Today’s my last day as your guest editor. Thanks to Halvard Johnson for the opportunity!

Thank you, poets who contributed, for responding graciously and with FANTASTIC work to an email that meant (among other things) that I hadn’t heard of you before. I hope you’ve gained some new readers as a result! And thanks for writing at all—I hope this will encourage you to keep doing so.

Thanks also to everyone who’s been dropping in to read and, I hope, returning. Stick around for poets with totally different plans.

I’m so glad I did this—learned a ton, became acquainted with some fine and delightful poets, read illuminating and staggering work, and got to share it with others. Thanks again to all who helped it happen.



Kate

Friday, April 29, 2011

Jai Arun Ravine




MARIO MAURER & B.O.Y.



I-look-at-my-phone-in-order-not-to-make-eye-contact-with-the-cute-B.O.Y.-floating-in-my-Thai-bubble-milk-tea.avi


I rip apart boba with my teeth. I suck up Mario Maurer in a Pepsi poster.
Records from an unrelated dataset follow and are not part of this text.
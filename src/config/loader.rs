//! Configuration loading functionality.
//!
//! This module provides the [`ConfigLoader`] type for loading the ledger's
//! seed configuration from YAML files.

use std::fs;
use std::path::{Path, PathBuf};

use tracing::debug;

use crate::error::{LedgerError, LedgerResult};
use crate::models::{SettingsDefaults, validate_rate};

use super::types::{LedgerConfig, RateSeed, SettingsConfig};

/// Loads and provides access to the seed configuration.
///
/// # Directory Structure
///
/// ```text
/// config/sample/
/// ├── settings.yaml          # Fallback rate and evaluation cycle target
/// └── rates/                 # Optional initial rate history
///     └── 2024-04-01.yaml    # One entry per file, applied in file-name order
/// ```
///
/// # Example
///
/// ```no_run
/// use wage_ledger::config::ConfigLoader;
///
/// let loader = ConfigLoader::load("./config/default")?;
/// println!("Fallback rate: {}", loader.config().settings.hourly_rate);
/// # Ok::<(), wage_ledger::error::LedgerError>(())
/// ```
#[derive(Debug, Clone)]
pub struct ConfigLoader {
    config: LedgerConfig,
}

impl ConfigLoader {
    /// Loads configuration from the specified directory.
    ///
    /// Fails if `settings.yaml` is missing, if any file is not valid YAML for
    /// its type, or if a rate or cycle target is out of range. A missing
    /// `rates/` directory means an empty initial history.
    pub fn load<P: AsRef<Path>>(path: P) -> LedgerResult<Self> {
        let path = path.as_ref();

        let settings = Self::load_yaml::<SettingsConfig>(&path.join("settings.yaml"))?;
        validate_rate("hourly_rate", settings.hourly_rate)?;
        if settings.evaluation_cycle_hours == 0 {
            return Err(LedgerError::invalid_field(
                "evaluation_cycle_hours",
                "must be greater than zero",
            ));
        }

        let rates = Self::load_rates(&path.join("rates"))?;
        debug!(path = %path.display(), rates = rates.len(), "Loaded ledger configuration");

        Ok(Self {
            config: LedgerConfig { settings, rates },
        })
    }

    /// Loads and parses a YAML file.
    fn load_yaml<T: serde::de::DeserializeOwned>(path: &Path) -> LedgerResult<T> {
        let path_str = path.display().to_string();

        let content = fs::read_to_string(path).map_err(|_| LedgerError::ConfigNotFound {
            path: path_str.clone(),
        })?;

        serde_yaml::from_str(&content).map_err(|e| LedgerError::ConfigParseError {
            path: path_str,
            message: e.to_string(),
        })
    }

    /// Loads all rate files from the rates directory, sorted by file name.
    fn load_rates(rates_dir: &Path) -> LedgerResult<Vec<RateSeed>> {
        if !rates_dir.exists() {
            return Ok(Vec::new());
        }

        let rates_dir_str = rates_dir.display().to_string();
        let entries = fs::read_dir(rates_dir).map_err(|_| LedgerError::ConfigNotFound {
            path: rates_dir_str.clone(),
        })?;

        let mut files: Vec<PathBuf> = Vec::new();
        for entry in entries {
            let entry = entry.map_err(|_| LedgerError::ConfigNotFound {
                path: rates_dir_str.clone(),
            })?;
            let path = entry.path();
            if path.extension().is_some_and(|ext| ext == "yaml") {
                files.push(path);
            }
        }
        files.sort();

        let mut rates = Vec::with_capacity(files.len());
        for file in &files {
            let seed = Self::load_yaml::<RateSeed>(file)?;
            validate_rate("rate", seed.rate).map_err(|e| LedgerError::ConfigParseError {
                path: file.display().to_string(),
                message: e.to_string(),
            })?;
            rates.push(seed);
        }

        Ok(rates)
    }

    /// Returns the loaded configuration.
    pub fn config(&self) -> &LedgerConfig {
        &self.config
    }

    /// Consumes the loader, returning the configuration.
    pub fn into_config(self) -> LedgerConfig {
        self.config
    }

    /// The defaults used when the settings record is first created.
    pub fn settings_defaults(&self) -> SettingsDefaults {
        self.config.settings_defaults()
    }
}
He holds up a skateboard on the cover of Crush and ollies across the screen.


The LCD / is a window / in a Quickly / Sightseeing Bus / Karaoke Music Video



B.O.Y.-scrolls-by-in-tight-black-touch-screen-phones-clutching-black-encased-legs-dancing-on-a-fountain-selling-oranges-in-an-Italian-marketplace-courtyard-alley.avi


I substitute his object of desire. I divert his gaze to another boy in B.O.Y.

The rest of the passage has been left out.